┌─ Source material

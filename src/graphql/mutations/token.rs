use async_graphql::*;
use tracing::info;

use crate::errors::AuthError;
use crate::graphql::context::GraphQLContext;
use crate::graphql::errors::{auth_error_to_graphql_error, core_error_to_graphql_error};
use crate::graphql::types::{ObtainTokenPayload, RefreshTokenPayload, UserType, VerifyTokenPayload};

#[derive(Default)]
pub struct TokenMutation;

#[Object]
impl TokenMutation {
    /// Obtain a token for an email and password
    async fn token_auth(
        &self,
        ctx: &Context<'_>,
        email: String,
        password: String,
    ) -> Result<ObtainTokenPayload> {
        let context = ctx.data::<GraphQLContext>()?;
        let user = context
            .users
            .authenticate(&email, &password)
            .await
            .map_err(core_error_to_graphql_error)?
            .ok_or_else(|| auth_error_to_graphql_error(AuthError::InvalidCredentials))?;

        let user = context
            .users
            .record_login(user)
            .await
            .map_err(core_error_to_graphql_error)?;
        let issued = context
            .tokens
            .issue(&user.email)
            .map_err(auth_error_to_graphql_error)?;

        info!("Issued token for user {}", user.id);
        Ok(ObtainTokenPayload::new(issued, UserType::from(user)))
    }

    async fn verify_token(&self, ctx: &Context<'_>, token: String) -> Result<VerifyTokenPayload> {
        let context = ctx.data::<GraphQLContext>()?;
        let payload = context
            .tokens
            .verify(&token)
            .map_err(auth_error_to_graphql_error)?;
        Ok(VerifyTokenPayload {
            payload: payload.into(),
        })
    }

    /// Issue a fresh token while the refresh window is open
    async fn refresh_token(&self, ctx: &Context<'_>, token: String) -> Result<RefreshTokenPayload> {
        let context = ctx.data::<GraphQLContext>()?;
        let issued = context
            .tokens
            .refresh(&token)
            .map_err(auth_error_to_graphql_error)?;

        let user = context
            .users
            .find_by_email(&issued.payload.email)
            .await
            .map_err(core_error_to_graphql_error)?
            .ok_or_else(|| auth_error_to_graphql_error(AuthError::InvalidPayload))?;
        if !user.is_active {
            return Err(auth_error_to_graphql_error(AuthError::UserDisabled));
        }

        Ok(issued.into())
    }
}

└─

Say how many of the lines above include the word "RefreshTokenPayload", giving the figure alone.

### [Task answer]
2